May 10, 2007 - By Diane Montz, Ironwood Globe Staff Writer

There's performers, and there's entertainers, and there's Jason D. Williams. His record company, his wife and fans put him in the entertainer category, Williams said in a telephone interview yesterday.

"What we do, it's an energy," he said. "You could see a hundred great, great musicians perform, say the song 'Great Balls of Fire' ... I turn that song, songs like that, into entertainment, into an energy."

Simply put, Williams describes his musical style as rockabilly. Other people, he said, describe him as "Vladimir Horowitz, the classical pianist, meets Jackson Pollock, the painter, meets Andy Warhol mixed in with Jerry Lee Lewis."

That description mixes abstract impressionist painting (Pollock) and the Pop Art movement (Warhol) with classical piano plus rock 'n' roll and country music (Lewis). It can only be explosive entertainment.

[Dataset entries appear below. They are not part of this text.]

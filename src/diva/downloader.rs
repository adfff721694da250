//! Download worker pool.
//!
//! This module provides the async download pool that:
//! 1. Runs a fixed number of workers over a bounded task queue
//! 2. Streams files to disk without loading them entirely into memory
//! 3. Finishes each file with an atomic rename into its final folder
//! 4. Retries failed downloads with exponential backoff, re-resolving the
//!    stream URL first since host links go stale
//! 5. Respects rate limits and sleeps on 429 responses

use std::fs;
use std::io;
use std::path::{Path, PathBuf};
use std::sync::Arc;
use std::time::{Duration, Instant};

use futures::stream::StreamExt;
use reqwest::{Response, StatusCode};
use thiserror::Error;
use tokio::fs::File;
use tokio::io::AsyncWriteExt;
use tokio::task::JoinSet;
use tokio::time::sleep;
use tokio_util::sync::CancellationToken;

use crate::diva::io::Config;
use crate::diva::organizer::FileOrganizer;
use crate::diva::progress::DownloadObserver;
use crate::diva::resolver::{AudioResolver, ResolvedTask};
use crate::diva::sender::{calculate_backoff, retry_after_secs, RequestSender};

/// Error types for a single download attempt.
#[derive(Error, Debug)]
pub(crate) enum DownloadError {
    #[error("IO error: {0}")]
    Io(#[from] io::Error),

    #[error("request error: {0}")]
    Request(#[from] reqwest::Error),

    #[error("connection closed mid-transfer: {got} of {expected} bytes")]
    Incomplete { got: u64, expected: u64 },
}

/// Download pool configuration.
#[derive(Debug, Clone)]
pub(crate) struct DownloadPoolConfig {
    pub(crate) max_concurrent_downloads: usize,
    /// Queue capacity as a multiple of the worker count.
    pub(crate) queue_factor: usize,
    pub(crate) retry_attempts: u32,
    pub(crate) base_retry_delay_ms: u64,
    pub(crate) size_warning: bool,
    pub(crate) size_warning_threshold: u64,
    pub(crate) skip_existing: bool,
}

impl Default for DownloadPoolConfig {
    fn default() -> Self {
        Self {
            max_concurrent_downloads: 4,
            queue_factor: 2,
            retry_attempts: 3,
            base_retry_delay_ms: 1000,
            size_warning: true,
            size_warning_threshold: 2 * 1024 * 1024 * 1024,
            skip_existing: false,
        }
    }
}

impl DownloadPoolConfig {
    pub(crate) fn from_config(config: &Config) -> Self {
        Self {
            max_concurrent_downloads: config.worker_count(),
            queue_factor: config.queue_factor(),
            retry_attempts: config.retry_count(),
            base_retry_delay_ms: config.retry_delay_ms(),
            size_warning: config.size_warning(),
            size_warning_threshold: config.size_warning_threshold(),
            skip_existing: config.skip_existing(),
        }
    }

    /// How many queued tasks the pool accepts before producers block.
    pub(crate) fn queue_bound(&self) -> usize {
        (self.max_concurrent_downloads * self.queue_factor).max(1)
    }
}

/// What happened to one task.
#[derive(Debug, Clone)]
pub(crate) enum DownloadOutcome {
    Success { path: PathBuf },
    Skipped { path: PathBuf },
    Failure { reason: String },
}

/// One finished task with its accounting.
#[derive(Debug, Clone)]
pub(crate) struct DownloadResult {
    task: ResolvedTask,
    outcome: DownloadOutcome,
    bytes_written: u64,
    elapsed: Duration,
    retries: u32,
}

impl DownloadResult {
    pub(crate) fn task(&self) -> &ResolvedTask {
        &self.task
    }

    pub(crate) fn outcome(&self) -> &DownloadOutcome {
        &self.outcome
    }

    pub(crate) fn bytes_written(&self) -> u64 {
        self.bytes_written
    }

    pub(crate) fn elapsed(&self) -> Duration {
        self.elapsed
    }

    /// Attempts beyond the first, zero for clean downloads.
    pub(crate) fn retries(&self) -> u32 {
        self.retries
    }

    pub(crate) fn is_success(&self) -> bool {
        matches!(self.outcome, DownloadOutcome::Success { .. })
    }
}

/// Fixed-size pool of download workers fed through a bounded queue.
///
/// A cancelled pool stops pulling new tasks but lets in-flight downloads run
/// to completion, so the results it returns are exactly the tasks that were
/// started.
pub(crate) struct DownloadPool {
    config: DownloadPoolConfig,
    sender: RequestSender,
    resolver: Arc<AudioResolver>,
    organizer: Arc<FileOrganizer>,
    observer: Arc<dyn DownloadObserver>,
    cancel: CancellationToken,
}

impl DownloadPool {
    pub(crate) fn new(
        config: DownloadPoolConfig,
        sender: RequestSender,
        resolver: Arc<AudioResolver>,
        organizer: Arc<FileOrganizer>,
        observer: Arc<dyn DownloadObserver>,
        cancel: CancellationToken,
    ) -> Self {
        DownloadPool {
            config,
            sender,
            resolver,
            organizer,
            observer,
            cancel,
        }
    }

    pub(crate) fn queue_bound(&self) -> usize {
        self.config.queue_bound()
    }

    /// Runs workers until the queue is closed and drained, or the pool is
    /// cancelled. Results come back in completion order.
    pub(crate) async fn run(&self, tasks: flume::Receiver<ResolvedTask>) -> Vec<DownloadResult> {
        let worker_count = self.config.max_concurrent_downloads.max(1);
        debug!("Starting {} download worker(s)", worker_count);

        let mut workers = JoinSet::new();
        for worker_id in 0..worker_count {
            let worker = Worker {
                config: self.config.clone(),
                sender: self.sender.clone(),
                resolver: Arc::clone(&self.resolver),
                organizer: Arc::clone(&self.organizer),
                observer: Arc::clone(&self.observer),
                cancel: self.cancel.clone(),
            };
            workers.spawn(worker.run(worker_id, tasks.clone()));
        }
        drop(tasks);

        let mut results = Vec::new();
        while let Some(joined) = workers.join_next().await {
            match joined {
                Ok(mut worker_results) => results.append(&mut worker_results),
                Err(err) => error!("Download worker panicked: {}", err),
            }
        }
        results
    }
}

struct Worker {
    config: DownloadPoolConfig,
    sender: RequestSender,
    resolver: Arc<AudioResolver>,
    organizer: Arc<FileOrganizer>,
    observer: Arc<dyn DownloadObserver>,
    cancel: CancellationToken,
}

impl Worker {
    async fn run(
        self,
        worker_id: usize,
        tasks: flume::Receiver<ResolvedTask>,
    ) -> Vec<DownloadResult> {
        let mut results = Vec::new();
        loop {
            // The cancel check only guards the dequeue. A task that already
            // started is carried through to a result either way.
            let task = tokio::select! {
                biased;
                _ = self.cancel.cancelled() => {
                    debug!("Worker {} stopping, cancel received", worker_id);
                    break;
                }
                received = tasks.recv_async() => match received {
                    Ok(task) => task,
                    Err(_) => break,
                },
            };

            let result = self.process(task).await;
            self.observer.on_finished(&result);
            results.push(result);
        }
        results
    }

    async fn process(&self, task: ResolvedTask) -> DownloadResult {
        let started = Instant::now();

        if self.config.skip_existing {
            if let Some(path) =
                self.organizer
                    .existing_destination(task.hint(), task.title(), task.ext())
            {
                debug!("\"{}\" is already on disk at {:?}", task.title(), path);
                return DownloadResult {
                    task,
                    outcome: DownloadOutcome::Skipped { path },
                    bytes_written: 0,
                    elapsed: started.elapsed(),
                    retries: 0,
                };
            }
        }

        let max_attempts = self.config.retry_attempts.max(1);
        let mut current = task;
        let mut attempts = 0u32;
        let mut started_notified = false;
        let mut size_warned = false;
        let mut bytes_written = 0u64;

        let outcome = loop {
            attempts += 1;

            if attempts > 1 {
                info!(
                    "Retry attempt {}/{} for \"{}\"",
                    attempts,
                    max_attempts,
                    current.title()
                );
                // Stream URLs are only good for a short window, so a retry
                // has to go back through the page for a fresh one.
                match self.resolver.refresh(&current).await {
                    Ok(fresh) => current = fresh,
                    Err(err) => {
                        break DownloadOutcome::Failure {
                            reason: err.to_string(),
                        };
                    }
                }
            }

            let response = match self.sender.begin_stream(current.stream_url()).await {
                Ok(response) => response,
                Err(err) => {
                    warn!("Request error: {}", err);
                    if attempts >= max_attempts {
                        break DownloadOutcome::Failure {
                            reason: err.to_string(),
                        };
                    }
                    let backoff = calculate_backoff(attempts, self.config.base_retry_delay_ms);
                    debug!("Backing off for {}ms before retry", backoff);
                    sleep(Duration::from_millis(backoff)).await;
                    continue;
                }
            };

            let status = response.status();
            if status == StatusCode::TOO_MANY_REQUESTS {
                warn!("Rate limited while fetching \"{}\"", current.title());
                if attempts >= max_attempts {
                    break DownloadOutcome::Failure {
                        reason: format!("HTTP error {status}"),
                    };
                }
                let wait_ms = retry_after_secs(&response)
                    .map(|secs| secs.saturating_mul(1000))
                    .unwrap_or(self.config.base_retry_delay_ms);
                debug!("Backing off for {}ms due to rate limiting", wait_ms);
                sleep(Duration::from_millis(wait_ms)).await;
                continue;
            }
            if status.is_client_error() {
                // The file is gone or off-limits, retrying cannot help.
                break DownloadOutcome::Failure {
                    reason: format!("HTTP error {status}"),
                };
            }
            if !status.is_success() {
                warn!("HTTP error: {}", status);
                if attempts >= max_attempts {
                    break DownloadOutcome::Failure {
                        reason: format!("HTTP error {status}"),
                    };
                }
                let backoff = calculate_backoff(attempts, self.config.base_retry_delay_ms);
                debug!("Backing off for {}ms before retry", backoff);
                sleep(Duration::from_millis(backoff)).await;
                continue;
            }

            let total = response.content_length();
            if !size_warned && self.config.size_warning {
                if let Some(size) = total {
                    if size >= self.config.size_warning_threshold {
                        self.observer.on_large_file(&current, size);
                        size_warned = true;
                    }
                }
            }
            if !started_notified {
                self.observer.on_started(&current, total);
                started_notified = true;
            }

            let temp = self.organizer.temp_path();
            match self.stream_to_temp(response, &temp, &current, total).await {
                Ok(bytes) => {
                    bytes_written = bytes;
                    match self
                        .organizer
                        .place(&temp, current.hint(), current.title(), current.ext())
                    {
                        Ok(path) => {
                            if let Err(err) = self.organizer.tag(
                                &path,
                                current.title(),
                                current.hint(),
                                current.description(),
                            ) {
                                warn!("Could not tag {:?}: {}", path, err);
                            }
                            break DownloadOutcome::Success { path };
                        }
                        Err(err) => {
                            let _ = fs::remove_file(&temp);
                            break DownloadOutcome::Failure {
                                reason: err.to_string(),
                            };
                        }
                    }
                }
                Err(err) => {
                    warn!("Download error: {}", err);
                    if temp.exists() {
                        let _ = fs::remove_file(&temp);
                    }
                    if attempts >= max_attempts {
                        break DownloadOutcome::Failure {
                            reason: err.to_string(),
                        };
                    }
                    let backoff = calculate_backoff(attempts, self.config.base_retry_delay_ms);
                    debug!("Backing off for {}ms before retry", backoff);
                    sleep(Duration::from_millis(backoff)).await;
                }
            }
        };

        DownloadResult {
            task: current,
            outcome,
            bytes_written,
            elapsed: started.elapsed(),
            retries: attempts.saturating_sub(1),
        }
    }

    /// Streams a response body into a temp file, reporting progress per
    /// chunk. The handle is closed before the caller renames the file.
    async fn stream_to_temp(
        &self,
        response: Response,
        temp: &Path,
        task: &ResolvedTask,
        total: Option<u64>,
    ) -> Result<u64, DownloadError> {
        let mut file = File::create(temp).await?;
        let mut stream = response.bytes_stream();
        let mut bytes_written = 0u64;

        while let Some(chunk) = stream.next().await {
            let chunk = chunk?;
            file.write_all(&chunk).await?;
            bytes_written += chunk.len() as u64;
            self.observer.on_progress(task, bytes_written, total);
        }
        file.flush().await?;

        if let Some(expected) = total {
            if bytes_written != expected {
                return Err(DownloadError::Incomplete {
                    got: bytes_written,
                    expected,
                });
            }
        }
        Ok(bytes_written)
    }
}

Williams began playing piano at age 3. At 18, he hit the road looking for gigs. He started in El Dorado, Texas, where a cousin he calls an incredible musician encouraged him.

"He told me that the keyboard was an empty canvas and that my fingers were the paint pigment and that I could do anything I wanted," Williams said. "I admired him so much that I believed it. From that moment on, I was able to do whatever I wanted, because I didn't know that you couldn't."

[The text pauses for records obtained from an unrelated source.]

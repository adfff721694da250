use std::fs::{read_to_string, write};
use std::io;
use std::path::Path;
use std::process::exit;

use serde::{Deserialize, Serialize};
use serde_json::{from_str, to_string_pretty};
use thiserror::Error;

/// Name of the configuration file.
pub(crate) const CONFIG_NAME: &str = "config.json";

/// Errors raised while loading or writing the configuration file.
#[derive(Error, Debug)]
pub(crate) enum ConfigError {
    #[error("IO error: {0}")]
    Io(#[from] io::Error),

    #[error("config file is not valid JSON: {0}")]
    Parse(#[from] serde_json::Error),

    #[error("invalid config value: {0}")]
    Invalid(String),
}

/// Config that is used to do general setup.
#[derive(Serialize, Deserialize, Debug, Clone)]
pub(crate) struct Config {
    /// The location of the download directory.
    #[serde(rename = "downloadDirectory", default = "default_download_directory")]
    download_directory: String,
    /// Number of parallel download workers.
    #[serde(rename = "workerCount", default = "default_worker_count")]
    worker_count: usize,
    /// Task queue bound as a multiple of the worker count.
    #[serde(rename = "queueFactor", default = "default_queue_factor")]
    queue_factor: usize,
    /// Retry attempts for transient network failures.
    #[serde(rename = "retryCount", default = "default_retry_count")]
    retry_count: u32,
    /// Base delay in milliseconds for exponential backoff.
    #[serde(rename = "retryDelayMs", default = "default_retry_delay_ms")]
    retry_delay_ms: u64,
    /// Whether to warn before downloading very large files.
    #[serde(rename = "sizeWarning", default = "default_size_warning")]
    size_warning: bool,
    /// Size in bytes above which the large-file warning fires.
    #[serde(rename = "sizeWarningThreshold", default = "default_size_warning_threshold")]
    size_warning_threshold: u64,
    /// Whether to skip downloads whose destination file already exists.
    #[serde(rename = "skipExisting", default = "default_skip_existing")]
    skip_existing: bool,
    /// Whether the terminal log shows debug output (applies on next launch).
    #[serde(rename = "verbose", default = "default_verbose")]
    verbose: bool,
    /// Reddit application client id.
    #[serde(rename = "clientId", default)]
    client_id: String,
    /// Reddit application client secret.
    #[serde(rename = "clientSecret", default)]
    client_secret: String,
}

fn default_download_directory() -> String {
    String::from("downloads/")
}
fn default_worker_count() -> usize {
    4
}
fn default_queue_factor() -> usize {
    2
}
fn default_retry_count() -> u32 {
    3
}
fn default_retry_delay_ms() -> u64 {
    1000
}
fn default_size_warning() -> bool {
    true
}
fn default_size_warning_threshold() -> u64 {
    2 * 1024 * 1024 * 1024
}
fn default_skip_existing() -> bool {
    false
}
fn default_verbose() -> bool {
    false
}

impl Config {
    /// The location of the download directory.
    pub(crate) fn download_directory(&self) -> &str {
        &self.download_directory
    }

    /// Number of parallel download workers.
    pub(crate) fn worker_count(&self) -> usize {
        self.worker_count
    }

    /// Task queue bound as a multiple of the worker count.
    pub(crate) fn queue_factor(&self) -> usize {
        self.queue_factor
    }

    /// Retry attempts for transient network failures.
    pub(crate) fn retry_count(&self) -> u32 {
        self.retry_count
    }

    /// Base delay in milliseconds for exponential backoff.
    pub(crate) fn retry_delay_ms(&self) -> u64 {
        self.retry_delay_ms
    }

    /// Whether to warn before downloading very large files.
    pub(crate) fn size_warning(&self) -> bool {
        self.size_warning
    }

    /// Size in bytes above which the large-file warning fires.
    pub(crate) fn size_warning_threshold(&self) -> u64 {
        self.size_warning_threshold
    }

    /// Whether to skip downloads whose destination file already exists.
    pub(crate) fn skip_existing(&self) -> bool {
        self.skip_existing
    }

    /// Whether the terminal log shows debug output.
    pub(crate) fn verbose(&self) -> bool {
        self.verbose
    }

    /// Reddit application client id.
    pub(crate) fn client_id(&self) -> &str {
        &self.client_id
    }

    /// Reddit application client secret.
    pub(crate) fn client_secret(&self) -> &str {
        &self.client_secret
    }

    /// Whether both halves of the application identity are present.
    pub(crate) fn has_credentials(&self) -> bool {
        !self.client_id.is_empty() && !self.client_secret.is_empty()
    }

    pub(crate) fn set_download_directory(&mut self, dir: String) {
        self.download_directory = dir;
    }

    pub(crate) fn set_worker_count(&mut self, count: usize) {
        self.worker_count = count;
    }

    pub(crate) fn set_size_warning(&mut self, enabled: bool) {
        self.size_warning = enabled;
    }

    pub(crate) fn set_skip_existing(&mut self, enabled: bool) {
        self.skip_existing = enabled;
    }

    pub(crate) fn set_verbose(&mut self, enabled: bool) {
        self.verbose = enabled;
    }

    pub(crate) fn set_credentials(&mut self, client_id: String, client_secret: String) {
        self.client_id = client_id;
        self.client_secret = client_secret;
    }

    /// Checks config and ensure it isn't missing.
    pub(crate) fn config_exists() -> bool {
        if !Path::new(CONFIG_NAME).exists() {
            trace!("config.json: does not exist!");
            return false;
        }

        true
    }

    /// Creates config file.
    pub(crate) fn create_config() -> Result<(), ConfigError> {
        let json = to_string_pretty(&Config::default())?;
        write(Path::new(CONFIG_NAME), json)?;

        Ok(())
    }

    /// Loads the config file, creating it with defaults when absent.
    pub(crate) fn load_or_create() -> Result<Self, ConfigError> {
        if !Self::config_exists() {
            info!("Creating config file...");
            Self::create_config()?;
        }

        Self::load_from(Path::new(CONFIG_NAME))
    }

    /// Saves the current settings back to the config file.
    pub(crate) fn save(&self) -> Result<(), ConfigError> {
        self.save_to(Path::new(CONFIG_NAME))
    }

    fn load_from(path: &Path) -> Result<Self, ConfigError> {
        let contents = read_to_string(path)?;
        let config: Config = from_str(&contents)?;
        config.validate()?;

        Ok(config)
    }

    fn save_to(&self, path: &Path) -> Result<(), ConfigError> {
        let json = to_string_pretty(self)?;
        write(path, json)?;

        Ok(())
    }

    pub(crate) fn validate(&self) -> Result<(), ConfigError> {
        if self.worker_count == 0 {
            return Err(ConfigError::Invalid(String::from(
                "workerCount must be at least 1",
            )));
        }
        if self.queue_factor == 0 {
            return Err(ConfigError::Invalid(String::from(
                "queueFactor must be at least 1",
            )));
        }
        if self.download_directory.trim().is_empty() {
            return Err(ConfigError::Invalid(String::from(
                "downloadDirectory must not be empty",
            )));
        }

        Ok(())
    }
}

impl Default for Config {
    fn default() -> Self {
        Config {
            download_directory: default_download_directory(),
            worker_count: default_worker_count(),
            queue_factor: default_queue_factor(),
            retry_count: default_retry_count(),
            retry_delay_ms: default_retry_delay_ms(),
            size_warning: default_size_warning(),
            size_warning_threshold: default_size_warning_threshold(),
            skip_existing: default_skip_existing(),
            verbose: default_verbose(),
            client_id: String::new(),
            client_secret: String::new(),
        }
    }
}

/// Exits the program after message explaining the error and prompting the user to press `ENTER`.
///
/// # Arguments
///
/// * `error`: The error message to print.
pub(crate) fn emergency_exit(error: &str) -> ! {
    error!("{}", error);
    println!("Press ENTER to close the application...");

    let mut line = String::new();
    io::stdin().read_line(&mut line).unwrap_or_default();

    exit(0x00FF);
}

#[cfg(test)]
mod tests {
    use super::*;

    #[test]
    fn default_config_round_trips_through_file() {
        let dir = tempfile::tempdir().unwrap();
        let path = dir.path().join("config.json");

        let config = Config::default();
        config.save_to(&path).unwrap();
        let loaded = Config::load_from(&path).unwrap();

        assert_eq!(loaded.worker_count(), 4);
        assert_eq!(loaded.retry_count(), 3);
        assert_eq!(loaded.download_directory(), "downloads/");
        assert!(loaded.size_warning());
        assert!(!loaded.skip_existing());
        assert!(!loaded.has_credentials());
    }

    #[test]
    fn file_keys_are_camel_case() {
        let json = to_string_pretty(&Config::default()).unwrap();
        assert!(json.contains("\"downloadDirectory\""));
        assert!(json.contains("\"workerCount\""));
        assert!(json.contains("\"sizeWarningThreshold\""));
        assert!(json.contains("\"clientSecret\""));
    }

    #[test]
    fn partial_file_fills_in_defaults() {
        let dir = tempfile::tempdir().unwrap();
        let path = dir.path().join("config.json");
        write(&path, r#"{ "clientId": "abc", "clientSecret": "def" }"#).unwrap();

        let loaded = Config::load_from(&path).unwrap();
        assert!(loaded.has_credentials());
        assert_eq!(loaded.worker_count(), 4);
        assert_eq!(loaded.retry_delay_ms(), 1000);
    }

    #[test]
    fn zero_workers_is_rejected() {
        let dir = tempfile::tempdir().unwrap();
        let path = dir.path().join("config.json");
        write(&path, r#"{ "workerCount": 0 }"#).unwrap();

        assert!(matches!(
            Config::load_from(&path),
            Err(ConfigError::Invalid(_))
        ));
    }
}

Williams travels with a three-man band. Bass player Mike Harber has played with Williams for 23 years; drummer Chris Sechler, 11 years; and guitarist Jimmy Davis since 2006. All have impressive musical credentials of their own.

On Williams' Web site, Sechler describes the experience: "It's all about blending the styles together -- on a moment's notice. "The Jason D. Williams show can play anything from the classic country of Hank Williams to the rockabilly style of Carl Perkins to the rock stylings of Jimi Hendrix. All done in the way only Jason can do it. "If everyone is lucky, we'll play some jazz."

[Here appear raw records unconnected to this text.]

use std::collections::HashSet;
use std::path::Path;
use std::sync::Arc;
use std::time::{Duration, Instant};

use chrono::{DateTime, Local};
use thiserror::Error;
use tokio_util::sync::CancellationToken;

use crate::diva::downloader::{DownloadOutcome, DownloadPool, DownloadPoolConfig, DownloadResult};
use crate::diva::extractor::ImportEntry;
use crate::diva::io::Config;
use crate::diva::organizer::FileOrganizer;
use crate::diva::progress::DownloadObserver;
use crate::diva::resolver::{direct_media_task, AudioResolver, ResolveRetry, ResolvedTask};
use crate::diva::scanner::{DiscoveredItem, FeedError, FeedRetry, ProfileScan};
use crate::diva::sender::{RequestSender, SenderError};

pub(crate) mod downloader;
pub(crate) mod extractor;
pub(crate) mod io;
pub(crate) mod organizer;
pub(crate) mod progress;
pub(crate) mod resolver;
pub(crate) mod scanner;
pub(crate) mod sender;

/// Coarse phase of a running session.
#[derive(Debug, Clone, Copy, PartialEq, Eq)]
pub(crate) enum SessionState {
    Idle,
    Scanning,
    Resolving,
    Downloading,
    Cancelling,
    Summarizing,
    Done,
}

/// What the user asked a session to work through.
pub(crate) enum SessionRequest {
    /// Scan these profile feeds for audio links.
    Profiles(Vec<String>),
    /// Raw text, one link or handle per line.
    LinkText(String),
}

/// One entry that did not make it, kept for the closing report.
#[derive(Debug, Clone)]
pub(crate) struct FailureNote {
    pub(crate) title: String,
    pub(crate) url: String,
    pub(crate) reason: String,
}

/// Closing report for one session.
#[derive(Debug)]
pub(crate) struct SessionSummary {
    pub(crate) started_at: DateTime<Local>,
    pub(crate) discovered: usize,
    pub(crate) resolved: usize,
    pub(crate) succeeded: usize,
    pub(crate) skipped: usize,
    pub(crate) failed: usize,
    pub(crate) bytes_downloaded: u64,
    pub(crate) elapsed: Duration,
    pub(crate) cancelled: bool,
    pub(crate) feed_failures: Vec<FailureNote>,
    pub(crate) resolution_failures: Vec<FailureNote>,
    pub(crate) download_failures: Vec<FailureNote>,
}

impl SessionSummary {
    /// Logs the report the way the rest of the app talks: a couple of info
    /// lines, then one warn block per failure category.
    pub(crate) fn log(&self) {
        debug!(
            "Session opened at {}",
            self.started_at.format("%Y-%m-%d %H:%M:%S")
        );
        info!("Finished downloading!");
        if self.discovered > 0 {
            info!(
                "Resolved {} of {} discovered link(s)",
                self.resolved, self.discovered
            );
        }
        let secs = self.elapsed.as_secs_f64();
        if self.bytes_downloaded > 0 && secs > 0.0 {
            info!(
                "Downloaded {} file(s) ({}) in {} at {}/s",
                self.succeeded,
                format_file_size(self.bytes_downloaded),
                format_duration(self.elapsed),
                format_file_size((self.bytes_downloaded as f64 / secs) as u64)
            );
        } else {
            info!(
                "Downloaded {} file(s) ({}) in {}",
                self.succeeded,
                format_file_size(self.bytes_downloaded),
                format_duration(self.elapsed)
            );
        }
        if self.skipped > 0 {
            info!("Skipped {} file(s) already on disk", self.skipped);
        }
        if self.cancelled {
            info!("Run was stopped early, queued work was dropped");
        }

        for note in &self.feed_failures {
            warn!("Feed unavailable for \"{}\": {}", note.title, note.reason);
        }
        if !self.resolution_failures.is_empty() {
            warn!(
                "{} link(s) could not be resolved:",
                self.resolution_failures.len()
            );
            for note in &self.resolution_failures {
                warn!("    {}: {}", note.url, note.reason);
            }
        }
        if !self.download_failures.is_empty() {
            warn!("{} download(s) failed:", self.download_failures.len());
            for note in &self.download_failures {
                warn!("    \"{}\": {}", note.title, note.reason);
            }
        }
    }
}

/// Errors that end a session before any downloads run. Per-item trouble is
/// never fatal, it lands in the summary instead.
#[derive(Error, Debug)]
pub(crate) enum SessionError {
    #[error("configuration error: {0}")]
    Config(String),

    #[error("feed credentials are missing or were rejected")]
    Credentials,

    #[error("IO error: {0}")]
    Io(#[from] std::io::Error),
}

/// Links and direct tasks collected during the scanning phase.
#[derive(Default)]
pub(crate) struct ScanReport {
    pub(crate) items: Vec<DiscoveredItem>,
    pub(crate) direct: Vec<ResolvedTask>,
    pub(crate) feed_failures: Vec<FailureNote>,
}

/// What came back from one pass of the resolve-and-download pipeline.
#[derive(Default)]
pub(crate) struct DownloadReport {
    pub(crate) results: Vec<DownloadResult>,
    pub(crate) resolution_failures: Vec<FailureNote>,
    pub(crate) resolved: usize,
}

struct Tally {
    succeeded: usize,
    skipped: usize,
    failed: usize,
    bytes_downloaded: u64,
    failures: Vec<FailureNote>,
}

/// Drives one session through its phases: scan the sources, resolve every
/// page into a stream URL, run the download pool, then report.
pub(crate) struct SessionController {
    config: Config,
    sender: RequestSender,
    resolver: Arc<AudioResolver>,
    organizer: Arc<FileOrganizer>,
    observer: Arc<dyn DownloadObserver>,
    cancel: CancellationToken,
    state: SessionState,
}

Williams is based in Memphis, Tenn., and owns a 100-acre farm in Arkansas. He and his wife have a 12-day-old baby.

He has one CD out, "Don't Get None Onya," and another, with original material, in the works.

He travels with his own piano. "I don't know many people would let me use their piano," he said. "When you see the show, you'll understand. I can respect one, and, as they say in the music business, tear one up."

In addition to the piano, he promises, "I'm going to come bringing one fist of steel and the other iron. We're going to just really rock the people there."

Williams plays 180 shows a year across the country and abroad. He says it's exciting every time he walks on stage.

"It gets as exciting to me playing it as I think it does people watching it," he said. "I still just get very excited playing for people, whether there's two of 200,000. I play my little heart out for them and I love it."